Curator’s Statement

The portrait and the self-portrait are ways of expressing and exploring personal and collective identity. As a genre, portraiture has not remained a static form of representation governed by strict conventions but, as can be expected, it has evolved according to the social and cultural developments of our times.

Max Dean’s entire body of work from the early 1970s to today is autobiographical. To this extent it can be seen as a form of self portrayal but not in the conventional sense of capturing an image of the self in a single defining moment. Rather than representing himself in a body of discrete self-portraits as did Dutch 17th century artist, Rembrandt Van Rijn in his moving series of paintings of his likeness from youth to old age, Dean has presented performances, made installations, videos, and created photographic tableaux.

Underlying each of Max Dean’s works of art is a marker – almost like genetic coding – that identifies the artist’s preoccupation with his personal history. As such, it is work that reminds us of the challenges and risks to which the universal human body is subject: its extensions, its limitations, and its mortality.

While Dean is unquestionably the key actor in these works in which he not only represents himself but enacts his role as artist, his concerns and his actions are not entirely solipsistic. The assertion of his identity, from his earliest performance works, such as Max Dean A Work, 1977 (above) and _______ 1978, to Be Me, 2002, is intricately related to the presence of others. This expresses itself through his inclusion of his family as subjects and the viewers of his art as participants in the works themselves. 

ImageS BELOW

Max Dean – A Work, 1977
______ 1978
Be Me, 2002

By the simple act of participating in his art, viewers identify themselves through physical presence and by psychological traits or behaviours that range from enthusiastic participation to withdrawal. In so doing, the “selves” of the artist and that of the viewer touch upon and on occasion merge with one another.  Be Me, 2002 is an example where the artist uses technology to not only engage but embody viewers by adopting their gestures and their utterances into a projected image of his head.

In addition, Dean also incorporates into his work the persona and art works of a wide range of artists whom he has admired throughout his career. The power of individual iconic paintings such as Jan van Eyck’s Portrait of Giovanni? Arnolfini and his Wife, 1434, and Titian’s Sisyphus 1548-49, have inspired him as much as Marcel Duchamp’s work has offered him licence, playfulness, and an appreciation of the role of the everyday object in his practice.

In his Gesamstkunst, Still – Living through Cancer and Covid, 2020 (see https://youtu.be/nZzWS41xSjY) – an epic work that includes a three-dimensional piece and a suite of staged photographs, Dean draws significantly upon two of Thomas Eakins’ most celebrated paintings: Gross Clinic, 1875 and The Agnew Clinic, 1889. In several of the tableaux included in this exhibition, we see Dean posing as a central figure that references Eakins’ paintings. In the elaborately composed Gross Clinic, Case Study, 2016, his presence is highlighted. Standing and gazing to the right side of the picture, he is accompanied by assistants, all of whom are engaged in efforts to restore the damaged animatronic moose. 

In creating Dissecting Thomas Eakins, 2020 and The Agnew Clinic, 2020, Dean has not only cast characters from his team of human animatronic figures in the roles of the artist and principal subjects, but also used individual “actors” including himself.
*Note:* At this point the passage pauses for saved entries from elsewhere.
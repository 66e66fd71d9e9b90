//! End-to-end tests for adjacency index consistency.
//!
//! After any sequence of mutations the index must equal what a full rebuild
//! from the collection would produce: every link sits in exactly the buckets
//! its endpoints name, and no bucket holds anything else.

use cellgraph::{
    AddOptions, Cell, CellId, Endpoint, Graph, PropertyMap, RemoveOptions, Value,
};
use pretty_assertions::assert_eq;
use proptest::prelude::*;

const NODES: usize = 5;

fn node(i: usize) -> String {
    format!("n{i}")
}

fn endpoint(slot: Option<usize>) -> Endpoint {
    match slot {
        Some(i) => Endpoint::cell(node(i)),
        None => Endpoint::point(1.0, 2.0),
    }
}

#[derive(Debug, Clone)]
enum Op {
    AddElement(usize),
    AddLink(usize, Option<usize>, Option<usize>),
    Remove(usize, bool),
    RemoveLink(usize),
    SetSource(usize, Option<usize>),
    SetTarget(usize, Option<usize>),
    Replace(usize),
    Clear,
}

fn arb_slot() -> impl Strategy<Value = Option<usize>> {
    prop::option::weighted(0.8, 0..NODES)
}

fn arb_op() -> impl Strategy<Value = Op> {
    prop_oneof![
        4 => (0..NODES).prop_map(Op::AddElement),
        4 => (0..6usize, arb_slot(), arb_slot()).prop_map(|(l, s, t)| Op::AddLink(l, s, t)),
        2 => (0..NODES, any::<bool>()).prop_map(|(i, d)| Op::Remove(i, d)),
        1 => (0..6usize).prop_map(Op::RemoveLink),
        2 => (0..6usize, arb_slot()).prop_map(|(l, s)| Op::SetSource(l, s)),
        2 => (0..6usize, arb_slot()).prop_map(|(l, t)| Op::SetTarget(l, t)),
        1 => (0..NODES).prop_map(Op::Replace),
        1 => Just(Op::Clear),
    ]
}

fn apply(graph: &mut Graph, op: &Op) {
    // validation failures (duplicates, unknown ids) are expected and harmless
    let _ = match op {
        Op::AddElement(i) => graph.add_cell(Cell::element(node(*i), "rect"), &AddOptions::default()),
        Op::AddLink(l, s, t) => graph.add_cell(
            Cell::link(format!("l{l}"), "link", endpoint(*s), endpoint(*t)),
            &AddOptions::default(),
        ),
        Op::Remove(i, disconnect) => {
            let options = RemoveOptions { disconnect_links: *disconnect, ..RemoveOptions::default() };
            graph.remove_cell(&node(*i), &options);
            Ok(())
        }
        Op::RemoveLink(l) => {
            graph.remove_cell(&format!("l{l}"), &RemoveOptions::default());
            Ok(())
        }
        Op::SetSource(l, s) => graph.set_source(&format!("l{l}"), endpoint(*s)),
        Op::SetTarget(l, t) => graph.set_target(&format!("l{l}"), endpoint(*t)),
        Op::Replace(i) => {
            let mut replacement = PropertyMap::new();
            replacement.insert("type".into(), Value::from("circle"));
            graph.replace_cell(&node(*i), replacement)
        }
        Op::Clear => {
            graph.clear();
            Ok(())
        }
    };
}

/// Sorted view of every bucket an id could own.
fn buckets(graph: &Graph) -> Vec<(String, Vec<String>, Vec<String>)> {
    let mut keys: Vec<String> = (0..NODES).map(node).collect();
    keys.extend(graph.cells().ids().map(|id| id.as_str().to_owned()));
    keys.sort();
    keys.dedup();
    keys.into_iter()
        .map(|key| {
            let mut out: Vec<String> =
                graph.outbound_edges(&key).iter().map(|l| l.as_str().to_owned()).collect();
            let mut inc: Vec<String> =
                graph.inbound_edges(&key).iter().map(|l| l.as_str().to_owned()).collect();
            out.sort();
            inc.sort();
            (key, out, inc)
        })
        .collect()
}

fn assert_consistent(graph: &Graph) {
    for (key, out, inc) in buckets(graph) {
        let mut expected_out: Vec<String> = graph
            .links()
            .filter(|l| l.source_id().is_some_and(|s| s.as_str() == key))
            .map(|l| l.id.as_str().to_owned())
            .collect();
        let mut expected_in: Vec<String> = graph
            .links()
            .filter(|l| l.target_id().is_some_and(|t| t.as_str() == key))
            .map(|l| l.id.as_str().to_owned())
            .collect();
        expected_out.sort();
        expected_in.sort();
        assert_eq!(out, expected_out, "outbound bucket of {key}");
        assert_eq!(inc, expected_in, "inbound bucket of {key}");
    }

    let index = graph.index();
    assert_eq!(index.node_count(), graph.elements().count());
    assert_eq!(index.edge_count(), graph.links().count());
    for cell in graph.cells().iter() {
        if cell.is_element() {
            assert!(index.has_node(cell.id.as_str()));
        } else {
            assert!(index.has_edge(cell.id.as_str()));
        }
    }
}

proptest! {
    #[test]
    fn index_matches_collection(ops in prop::collection::vec(arb_op(), 0..60)) {
        let mut graph = Graph::new();
        for op in &ops {
            apply(&mut graph, op);
            assert_consistent(&graph);
        }
    }

    #[test]
    fn reset_rebuild_equals_incremental(ops in prop::collection::vec(arb_op(), 0..60)) {
        let mut graph = Graph::new();
        for op in &ops {
            apply(&mut graph, op);
        }

        let mut rebuilt = Graph::new();
        rebuilt.reset_cells(graph.cells().iter().cloned()).unwrap();
        prop_assert_eq!(buckets(&graph), buckets(&rebuilt));
        prop_assert_eq!(graph.index().node_count(), rebuilt.index().node_count());
        prop_assert_eq!(graph.index().edge_count(), rebuilt.index().edge_count());
    }
}

// ============================================================================
// Concrete scenarios
// ============================================================================

fn three_nodes() -> Graph {
    let mut graph = Graph::new();
    graph
        .add_cells((0..3).map(|i| Cell::element(node(i), "rect")), &AddOptions::default())
        .unwrap();
    graph
}

#[test]
fn test_self_loop_in_both_buckets_once() {
    let mut graph = three_nodes();
    graph
        .add_cell(Cell::link("loop", "link", Endpoint::cell("n0"), Endpoint::cell("n0")), &AddOptions::default())
        .unwrap();
    assert_eq!(graph.outbound_edges("n0").len(), 1);
    assert_eq!(graph.inbound_edges("n0").len(), 1);

    graph.remove_cell("loop", &RemoveOptions::default());
    assert!(graph.outbound_edges("n0").is_empty());
    assert!(graph.inbound_edges("n0").is_empty());
}

#[test]
fn test_link_before_its_elements() {
    let mut graph = Graph::new();
    graph
        .add_cells(
            vec![
                Cell::link("l", "link", Endpoint::cell("a"), Endpoint::cell("b")),
                Cell::element("a", "rect"),
                Cell::element("b", "rect"),
            ],
            &AddOptions::default(),
        )
        .unwrap();
    assert!(graph.outbound_edges("a").contains("l"));
    let next: Vec<&CellId> = graph
        .neighbors("a", &cellgraph::NeighborOptions::outgoing())
        .into_iter()
        .map(|c| &c.id)
        .collect();
    assert_eq!(next, vec![&CellId::from("b")]);
}

#[test]
fn test_dangling_endpoint_degrades_to_point() {
    let mut graph = three_nodes();
    graph
        .add_cell(Cell::link("l", "link", Endpoint::cell("n0"), Endpoint::cell("ghost")), &AddOptions::default())
        .unwrap();
    // the bucket exists for the missing id, but traversal finds nothing there
    assert!(graph.inbound_edges("ghost").contains("l"));
    assert!(graph.neighbors("n0", &cellgraph::NeighborOptions::outgoing()).is_empty());
    assert!(!graph.is_sink("n0"));
}

#[test]
fn test_unknown_ids_query_empty() {
    let graph = three_nodes();
    assert!(graph.outbound_edges("nope").is_empty());
    assert!(graph.neighbors("nope", &cellgraph::NeighborOptions::default()).is_empty());
    assert!(graph.connected_links("nope", &cellgraph::NeighborOptions::default()).is_empty());
    assert!(!graph.is_source("nope"));
}
//! # Cell Model
//!
//! Clean DTOs for the diagram graph: cells, endpoints, attribute values.
//! These types cross every boundary: collection ↔ index ↔ traversal ↔ user.
//!
//! This module is pure data: no events, no graph state.

pub mod cell;
pub mod endpoint;
pub mod value;
pub mod property_map;

pub use cell::{Cell, CellId, CellKind, RESERVED_KEYS};
pub use endpoint::{Direction, End, Endpoint};
pub use value::Value;
pub use property_map::PropertyMap;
In the Agnew Clinic Jodie Jenkinson (Professor, Director of the Master of Science in Biomedical Communication, University of Toronto) plays the part of Dr. Agnew. Dean, seated in the second row, head resting on his right hand, takes a seat among the animatronic medical students.

While individual identity and the uniqueness of the self can be spelled out today with great accuracy in an abstract order of letters and bars, as in a DNA sequence, the casual ease of the “selfie” prevails as a mode of recording the self.  However, as much as technology has advanced both the scientific and the expressive forms of recording identity, it has proved equally successful in subverting the truth- telling capability of the recorded image.  Deep Fake technology and the mediating of identities through a variety of electronic communication platforms on the internet unsettle our collective confidence in verifiable identities. Dean’s exploration of the self opens up an urgent dialogue about the nature of who we are and how our experiences have shaped us and how we communicate these individual and collective identities to one another.